2) In order to make conjecturing play nice with finalize_proof When the endpoints are called they'll revert the all the hypothesis back into the goal, meaning you'll need to call "intros" again.
Example:
theorem dummy_test_theorem
(x : ℝ)
(y : ℝ) :
(x + y = 2 * x) := sorry
Intros
["init_search",["dummy_test_theorem", ""]
{"error":null,"search_id":"0","tactic_state":"⊢ ∀ (x y : ℝ), x + y = 2 * x","tactic_state_id":"0"}
["run_tac",["0","0","intros"]]
{"error":null,"search_id":"0","tactic_state":"x y : ℝ\t⊢ x + y = 2 * x","tactic_state_id":"1"}Using conjecture_assume (note search ID changes)

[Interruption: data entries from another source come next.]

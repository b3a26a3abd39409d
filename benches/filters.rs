//! Throughput of the heavier filters on a 512×512 buffer.

use criterion::{black_box, criterion_group, criterion_main, BenchmarkId, Criterion, Throughput};
use raster_fx::blur::{box_blur, gaussian_blur, sharpen};
use raster_fx::dither::{dither, DitherKernel};
use raster_fx::mapping::{polar_map, sphere_map, PolarParams};
use raster_fx::{PixelBuffer, Rgba8};

const SIZE: u32 = 512;

fn gradient() -> PixelBuffer {
    let mut buf = PixelBuffer::new(SIZE, SIZE);
    buf.process_pixels(|x, y, _| {
        Rgba8::new_opaque((x / 2) as u8, (y / 2) as u8, ((x + y) / 4) as u8)
    });
    buf
}

fn bench_blur(c: &mut Criterion) {
    let mut group = c.benchmark_group("blur");
    group.throughput(Throughput::Elements((SIZE * SIZE) as u64));
    let src = gradient();

    for radius in [2, 8, 32] {
        group.bench_with_input(BenchmarkId::new("box", radius), &radius, |b, &r| {
            b.iter(|| {
                let mut buf = src.clone();
                box_blur(&mut buf, black_box(r));
                buf
            })
        });
        group.bench_with_input(BenchmarkId::new("gaussian", radius), &radius, |b, &r| {
            b.iter(|| {
                let mut buf = src.clone();
                gaussian_blur(&mut buf, black_box(r));
                buf
            })
        });
    }

    group.bench_function("sharpen", |b| {
        b.iter(|| {
            let mut buf = src.clone();
            sharpen(&mut buf);
            buf
        })
    });
    group.finish();
}

fn bench_dither(c: &mut Criterion) {
    let mut group = c.benchmark_group("dither");
    group.throughput(Throughput::Elements((SIZE * SIZE) as u64));
    let src = gradient();

    for kernel in DitherKernel::ALL {
        group.bench_function(kernel.name(), |b| {
            b.iter(|| {
                let mut buf = src.clone();
                dither(&mut buf, black_box(kernel));
                buf
            })
        });
    }
    group.finish();
}

fn bench_remap(c: &mut Criterion) {
    let mut group = c.benchmark_group("remap");
    let texture = gradient();
    let canvas = PixelBuffer::filled(SIZE, SIZE, Rgba8::new_opaque(0, 0, 0));

    group.bench_function("sphere", |b| {
        b.iter(|| {
            let mut buf = canvas.clone();
            sphere_map(&mut buf, &texture, 0.0, 0.0, SIZE as f64, black_box(0.25));
            buf
        })
    });

    let half = SIZE as f64 / 2.0;
    group.bench_function("polar", |b| {
        b.iter(|| {
            let mut buf = canvas.clone();
            let params = PolarParams::new(half, half, half, half / 3.0);
            polar_map(&mut buf, &texture, black_box(params));
            buf
        })
    });
    group.finish();
}

criterion_group!(benches, bench_blur, bench_dither, bench_remap);
criterion_main!(benches);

["conjecture_assume",["0","1","x = y"]]
{"error":null,"search_id":"1","tactic_state":"⊢ ∀ (x y : ℝ), x = y → x + y = 2 * x","tactic_state_id":"0"}
["run_tac",["1","0","intros"]]
{"error":null,"search_id":"1","tactic_state":"x y : ℝ,\th : x = y\t⊢ x + y = 2 * x","tactic_state_id":"1"}Finish
["run_tac",["1","1","rw h"]]
{"error":null,"search_id":"1","tactic_state":"x y : ℝ,\th : x = y\t⊢ y + y = 2 * y","tactic_state_id":"2"}
["run_tac",["1","2","ring"]]
{"error":null,"search_id":"1","tactic_state":"no goals","tactic_state_id":"3"}Fantastic!
What about the other one?
Out of curiosity? How come it reverts the hyps?
spolu
commented
2 years ago Also, based on your example above, do we need to intros first for the tactics to work?
spolu
commented
2 years ago @Scikud made a few aesthetics changes
This LGTM
r? @jesse-michael-han mind having a look?
spolu
commented
2 years ago @Scikud actually I also inlined the two tactics so that we have better error handling. Submitting an erroneous term will not crash the process anymore!
spolu
commented
2 years ago Example runs:
conjecture_set
["init_search", ["mathd_algebra_35", ""]]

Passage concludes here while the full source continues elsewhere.